II. Что касается активных выступлений против иудаизма, то в апологиях или богословской полемике выдвигались следующие доводы:
1) Пророчества и символы Ветхого Завета прежде всего и в основном исполнились в Иисусе Христе и Его Церкви. Иустин находит в Ветхом Завете предсказания обо всех основных моментах евангельской истории: например, о происхождении Иисуса от Давида в Ис. 11:1; о Его рождении от девы в Ис. 7:14; о Его рождении в Вифлееме в Мих. 5:1; о бегстве в Египет — в Ос. 11:1 (даже более чем в Пс. 21:11?); о явлении Крестителя в Ис. 40:1–17; Мал. 4:5; о гласе с небес при крещении Иисуса в Пс. 2:7; об искушении в пустыне в борьбе Иакова из Быт. 32:24 и далее; о чудесах Господа нашего в Ис. 35:5; о Его страданиях и обстоятельствах Его распятия в Ис. 53 и Пс. 21. В своих стараниях Иустин, однако, впадает в характерные для его некритического века произвольные фантазии и аллегорические построения — например, когда утверждает, что два козла, один из которых прогонялся в пустыню, а второй приносился в жертву, символизировали первое и второе пришествия Христа; и видит в двенадцати колокольчиках на одеянии первосвященника символ двенадцати апостолов, нашумевших по всему миру[123].
2) Разрушение Иерусалима, в соответствии с ясным предсказанием Иисуса, показало, что Сам Бог осуждает иудаизм, и стало славным отмщением христианства. Иудейский священник и историк Иосиф Флавий, красочно описавший эту трагедию на основании личного опыта, тем самым предоставил мощный исторический аргумент против собственной религии в пользу истинности христианства. Тертуллиан, подводя итоги пророческих предсказаний тех бедствий, которые постигли иудеев за то, что они отвергли Христа, говорит, что «сказанное в Писании соответствует случившемуся»[124].
§39. Защита против эллинизма
I. Разнообразные возражения и обвинения язычников, которые мы перечислили в § 36, были по большей части основаны на невежестве или ненависти и во многих случаях сами себе противоречили.
1) В ответ на критику в адрес чудесных событий евангельской истории апологеты указывали на подобные события языческой мифологии; конечно же, это предлагалось лишь как разновидность argumentum ad hominem, чтобы лишить противника права возражать. Отстаивая достоверность чудесных рассказов Евангелий, особенно рассказа о воскресении Иисуса, Ориген указывает на цельный и благочестивый характер рассказчиков, на публичность смерти Иисуса и следствия этого события.

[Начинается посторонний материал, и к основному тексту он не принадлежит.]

//! Built-in constraint handlers: pause, concurrency and rate

use std::collections::HashMap;
use std::sync::Arc;
use std::time::Duration;

use parking_lot::Mutex;
use tokio::time::Instant;

use super::{Constraint, ConstraintHandler, HandlerContext};
use crate::error::{EngineError, Result};
use crate::resources::Requirements;

/// Denies every task in scope
pub struct PauseHandler;

impl ConstraintHandler for PauseHandler {
    fn kind(&self) -> &'static str {
        "pause"
    }

    fn priority(&self) -> u32 {
        0
    }

    fn check_permission(&self, _constraint: &Constraint, _task: &str, _ctx: &HandlerContext) -> bool {
        false
    }
}

/// Caps in-flight tasks per scope through a `concurrency:<scope>` resource
pub struct ConcurrencyHandler;

impl ConcurrencyHandler {
    pub fn resource_name(scope: &str) -> String {
        format!("concurrency:{}", scope)
    }

    fn limit(constraint: &Constraint) -> Result<u64> {
        constraint
            .params
            .get("limit")
            .and_then(|v| v.as_u64())
            .ok_or_else(|| {
                EngineError::MalformedControlMessage(format!(
                    "concurrency constraint {} needs a non-negative integer 'limit'",
                    constraint.id
                ))
            })
    }
}

impl ConstraintHandler for ConcurrencyHandler {
    fn kind(&self) -> &'static str {
        "concurrency"
    }

    fn priority(&self) -> u32 {
        10
    }

    fn validate(&self, constraint: &Constraint) -> Result<()> {
        Self::limit(constraint).map(|_| ())
    }

    fn on_add(&self, constraint: &Constraint, ctx: &HandlerContext) {
        if let Ok(limit) = Self::limit(constraint) {
            ctx.resources
                .set_capacity(&Self::resource_name(&constraint.scope), limit);
        }
    }

    fn on_remove(&self, constraint: &Constraint, ctx: &HandlerContext) {
        ctx.resources
            .remove_capacity(&Self::resource_name(&constraint.scope));
    }

    // Resizing keeps the claims of tasks already running.
    fn on_replace(&self, _old: &Constraint, new: &Constraint, ctx: &HandlerContext) {
        self.on_add(new, ctx);
    }

    fn append_requirements(&self, constraint: &Constraint, _task: &str, reqs: &mut Requirements) {
        *reqs
            .entry(Self::resource_name(&constraint.scope))
            .or_insert(0) += 1;
    }
}

/// Parse a rate like `"10/m"` into `(burst capacity, tokens per second)`
pub fn parse_rate(rate: &str) -> Result<(f64, f64)> {
    let malformed = || EngineError::MalformedControlMessage(format!("invalid rate '{}'", rate));
    let (count, unit) = rate.trim().split_once('/').ok_or_else(malformed)?;
    let count: f64 = count.trim().parse().map_err(|_| malformed())?;
    if !count.is_finite() || count <= 0.0 {
        return Err(malformed());
    }
    let seconds = match unit.trim() {
        "s" | "sec" | "second" => 1.0,
        "m" | "min" | "minute" => 60.0,
        "h" | "hour" => 3600.0,
        "d" | "day" => 86_400.0,
        _ => return Err(malformed()),
    };
    Ok((count, count / seconds))
}

#[derive(Debug)]
struct TokenBucket {
    capacity: f64,
    refill_per_sec: f64,
    tokens: f64,
    last: Instant,
    wake_at: Option<Instant>,
}

impl TokenBucket {
    fn new(capacity: f64, refill_per_sec: f64) -> Self {
        Self {
            capacity,
            refill_per_sec,
            tokens: capacity,
            last: Instant::now(),
            wake_at: None,
        }
    }

    fn refill(&mut self, now: Instant) {
        let elapsed = now.saturating_duration_since(self.last).as_secs_f64();
        self.tokens = (self.tokens + elapsed * self.refill_per_sec).min(self.capacity);
        self.last = now;
    }

    /// Time until one token is available
    fn wait_for_token(&self) -> Duration {
        Duration::from_secs_f64(((1.0 - self.tokens) / self.refill_per_sec).max(0.0))
    }
}

/// Per-scope token bucket; a denial schedules exactly one wake-up for the refill
pub struct RateLimitHandler {
    buckets: Arc<Mutex<HashMap<String, TokenBucket>>>,
}

impl RateLimitHandler {
    pub fn new() -> Self {
        Self {
            buckets: Arc::new(Mutex::new(HashMap::new())),
        }
    }

    fn rate(constraint: &Constraint) -> Result<(f64, f64)> {
        let rate = constraint
            .params
            .get("rate")
            .and_then(|v| v.as_str())
            .ok_or_else(|| {
                EngineError::MalformedControlMessage(format!(
                    "rate constraint {} needs a 'rate' such as \"10/m\"",
                    constraint.id
                ))
            })?;
        parse_rate(rate)
    }

    fn schedule_wake(&self, scope: &str, at: Instant, ctx: &HandlerContext) {
        let Ok(runtime) = tokio::runtime::Handle::try_current() else {
            return;
        };
        let buckets = Arc::clone(&self.buckets);
        let wake = Arc::clone(&ctx.wake);
        let scope = scope.to_string();
        runtime.spawn(async move {
            tokio::time::sleep_until(at).await;
            if let Some(bucket) = buckets.lock().get_mut(&scope) {
                if bucket.wake_at == Some(at) {
                    bucket.wake_at = None;
                }
            }
            wake.notify();
        });
    }
}

impl Default for RateLimitHandler {
    fn default() -> Self {
        Self::new()
    }
}

impl ConstraintHandler for RateLimitHandler {
    fn kind(&self) -> &'static str {
        "rate"
    }

    // Runs last so a token is only spent when nothing else denies.
    fn priority(&self) -> u32 {
        100
    }

    fn validate(&self, constraint: &Constraint) -> Result<()> {
        Self::rate(constraint).map(|_| ())
    }

    fn on_add(&self, constraint: &Constraint, _ctx: &HandlerContext) {
        if let Ok((capacity, refill)) = Self::rate(constraint) {
            self.buckets
                .lock()
                .insert(constraint.scope.clone(), TokenBucket::new(capacity, refill));
        }
    }

    fn on_remove(&self, constraint: &Constraint, _ctx: &HandlerContext) {
        self.buckets.lock().remove(&constraint.scope);
    }

    // Keeps the current token level; the manager's wake-up makes waiters
    // re-check against the new refill rate.
    fn on_replace(&self, _old: &Constraint, new: &Constraint, _ctx: &HandlerContext) {
        let Ok((capacity, refill)) = Self::rate(new) else {
            return;
        };
        let now = Instant::now();
        let mut buckets = self.buckets.lock();
        let bucket = buckets
            .entry(new.scope.clone())
            .or_insert_with(|| TokenBucket::new(capacity, refill));
        bucket.refill(now);
        bucket.capacity = capacity;
        bucket.refill_per_sec = refill;
        bucket.tokens = bucket.tokens.min(capacity);
        bucket.wake_at = None;
    }

    fn check_permission(&self, constraint: &Constraint, _task: &str, ctx: &HandlerContext) -> bool {
        let now = Instant::now();
        let at = {
            let mut buckets = self.buckets.lock();
            let Some(bucket) = buckets.get_mut(&constraint.scope) else {
                return true;
            };
            bucket.refill(now);
            if bucket.tokens >= 1.0 {
                bucket.tokens -= 1.0;
                return true;
            }
            let at = now + bucket.wait_for_token();
            if bucket.wake_at.is_some_and(|scheduled| scheduled <= at) {
                return false;
            }
            bucket.wake_at = Some(at);
            at
        };
        log::debug!(
            "Rate limit on {} denied admission; waking in {:?}",
            constraint.scope,
            at.saturating_duration_since(now)
        );
        self.schedule_wake(&constraint.scope, at, ctx);
        false
    }
}

#[cfg(test)]
mod tests {
    use super::*;
    use crate::resources::ResourceManager;
    use crate::signal::WakeSignal;
    use serde_json::json;

    fn ctx() -> HandlerContext {
        HandlerContext {
            resources: Arc::new(ResourceManager::new()),
            wake: Arc::new(WakeSignal::new()),
        }
    }

    #[test]
    fn test_parse_rate() {
        assert_eq!(parse_rate("10/s").unwrap(), (10.0, 10.0));
        assert_eq!(parse_rate("60/m").unwrap(), (60.0, 1.0));
        assert!(parse_rate("10").is_err());
        assert!(parse_rate("0/s").is_err());
        assert!(parse_rate("5/fortnight").is_err());
    }

    #[tokio::test]
    async fn test_bucket_allows_burst_then_denies() {
        let handler = RateLimitHandler::new();
        let ctx = ctx();
        let c = Constraint::new("task:f", "rate", json!({"rate": "2/s"}));
        handler.on_add(&c, &ctx);

        assert!(handler.check_permission(&c, "f", &ctx));
        assert!(handler.check_permission(&c, "f", &ctx));
        assert!(!handler.check_permission(&c, "f", &ctx));
    }

    #[tokio::test]
    async fn test_denial_schedules_single_wake() {
        let handler = RateLimitHandler::new();
        let ctx = ctx();
        let c = Constraint::new("task:f", "rate", json!({"rate": "1/s"}));
        handler.on_add(&c, &ctx);
        assert!(handler.check_permission(&c, "f", &ctx));
        assert!(!handler.check_permission(&c, "f", &ctx));
        let first = handler.buckets.lock()["task:f"].wake_at;
        assert!(!handler.check_permission(&c, "f", &ctx));
        assert_eq!(handler.buckets.lock()["task:f"].wake_at, first);
    }

    #[tokio::test]
    async fn test_faster_rate_takes_effect() {
        let handler = RateLimitHandler::new();
        let ctx = ctx();
        let slow = Constraint::new("global", "rate", json!({"rate": "1/m"}));
        handler.on_add(&slow, &ctx);
        assert!(handler.check_permission(&slow, "f", &ctx));
        assert!(!handler.check_permission(&slow, "f", &ctx));

        let fast = Constraint::new("global", "rate", json!({"rate": "1000/s"}));
        handler.on_replace(&slow, &fast, &ctx);
        tokio::time::sleep(Duration::from_millis(5)).await;
        assert!(handler.check_permission(&fast, "f", &ctx));
    }

    #[test]
    fn test_concurrency_validation() {
        let bad = Constraint::new("global", "concurrency", json!({"limit": -1}));
        assert!(ConcurrencyHandler.validate(&bad).is_err());
        let good = Constraint::new("global", "concurrency", json!({"limit": 4}));
        assert!(ConcurrencyHandler.validate(&good).is_ok());
    }
}
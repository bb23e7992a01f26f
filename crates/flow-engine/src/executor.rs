//! Pluggable task executors
//!
//! The processor hands every invocation to an [`Executor`]. The default
//! [`LocalExecutor`] runs the task body in-process; other implementations
//! can dispatch remotely or stand in for tasks under test.

use async_trait::async_trait;

use crate::call::{Outcome, TaskArgs};
use crate::error::{EngineError, Result};
use crate::types::Node;

#[async_trait]
pub trait Executor: Send + Sync {
    /// Run one invocation of `node` with fully resolved arguments
    async fn execute(&self, node: &Node, args: TaskArgs) -> Result<Outcome>;
}

/// Calls the task body directly
#[derive(Debug, Default, Clone)]
pub struct LocalExecutor;

#[async_trait]
impl Executor for LocalExecutor {
    async fn execute(&self, node: &Node, args: TaskArgs) -> Result<Outcome> {
        match &node.task {
            Some(task) => task.run(args).await,
            None => Err(EngineError::InvalidGraph(format!(
                "node {} has no task to execute",
                node.short_id()
            ))),
        }
    }
}

#[cfg(test)]
mod tests {
    use super::*;
    use crate::builder::GraphBuilder;
    use crate::call::TaskDef;
    use crate::recursion::RecursionAnalyzer;
    use crate::registry::NodeRegistry;
    use serde_json::json;
    use std::sync::Arc;

    #[tokio::test]
    async fn test_local_executor_runs_body() {
        let double = Arc::new(TaskDef::new("double", |args| async move {
            Ok(Outcome::value(args.i64_arg(0)? * 2))
        }));
        let graph = GraphBuilder::new(
            Arc::new(NodeRegistry::new()),
            Arc::new(RecursionAnalyzer::new()),
        )
        .build(&double.apply([21]))
        .unwrap();
        let node = graph.node(graph.target()).unwrap();

        let mut args = TaskArgs::new(Arc::clone(&double));
        args.args.push(json!(21));
        let out = LocalExecutor.execute(node, args).await.unwrap();
        assert_eq!(out.into_value(), Some(json!(42)));
    }
}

2) Новизна и позднее возникновение христианства объяснялись необходимостью в исторической подготовке: Бог должен был подготовить человечество к явлению Христа; также часто утверждалось, что христианство вечно существовало в Божьем промысле и некоторые особо благочестивые иудеи были его приверженцами задолго до пришествия Христа, сами того не сознавая. Апологеты, опиравшиеся на писания Моисея, имели преимущество над язычниками в том, что касалось древности их религии: они могли проследить историю, предшествующую христианству, до допотопных времен и самих врат рая. Иустин и Татиан умело пользуются тем фактом, что Моисей жил намного раньше, чем греческие философы, поэты и законодатели. Афинагор бьет противника его же оружием, доказывая, что сами имена языческих богов есть изобретение современности, а их статуи были созданы лишь вчера. Климент Александрийский называет греческих философов ворами и разбойниками, потому что они украли какую–то часть истины у еврейских пророков и исказили ее. Тертуллиан, Минуций Феликс и другие тоже выдвигают обвинение в плагиате.
3) Учение о телесном воскресении, казавшееся особо оскорбительным языческому и гностическому мировоззрению, защищалось ссылкой на всемогущество Бога, сотворение мира и человека (если Бог мог сотворить, Он может и воскресить); что же касается уместности и разумности этого учения, авторы ссылались на сотворение человека по образу Бога, на то, что телу предназначена великая судьба быть храмом Святого Духа, и на его неразрывную связь с душой, а также на праведность и благость Бога. Аргументы из области аналогии также часто использовались, но зачастую без должной проницательности. Так, Феофил говорит о смене времен года, дня и ночи, фаз луны, росте семян и плодов. Тертуллиан с удивлением относится к отрицанию возможности телесного воскресения и указывает на факт загадочности нашего рождения и на то, что ежедневно происходит в окружающей природе. «Все вещи, — говорит он, — сохраняются, растворяясь, обновляются, погибая; неужели человек… господин всей этой тварной вселенной, умирающей и воскресающей снова, сам умирает лишь для того, чтобы вовеки погибнуть?»[125].